• THE PROBLEM:
What is the count of lines in the records that include "ConceptRepository"? Reply with that number alone.
-*-
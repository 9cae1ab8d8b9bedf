use serde::Serialize;

use crate::util::base_title;

use super::repository::ConceptRepository;

#[derive(Clone, Debug, PartialEq, Eq, Serialize)]
pub struct ProgressionStep {
    pub grade_level: u32,
    pub concept_id: String,
    pub title: String,
}

/// Concepts across grades that share the base title of `concept_id`.
pub fn progression(repository: &ConceptRepository, concept_id: &str) -> Vec<ProgressionStep> {
    let Some(initial) = repository.get(concept_id) else {
        return Vec::new();
    };
    let wanted = base_title(&initial.title);

    repository
        .concepts()
        .iter()
        .filter(|concept| base_title(&concept.title) == wanted)
        .map(|concept| ProgressionStep {
            grade_level: concept.grade_level,
            concept_id: concept.id.clone(),
            title: concept.title.clone(),
        })
        .collect()
}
-*-
• ANSWER TO THE PROBLEM:
2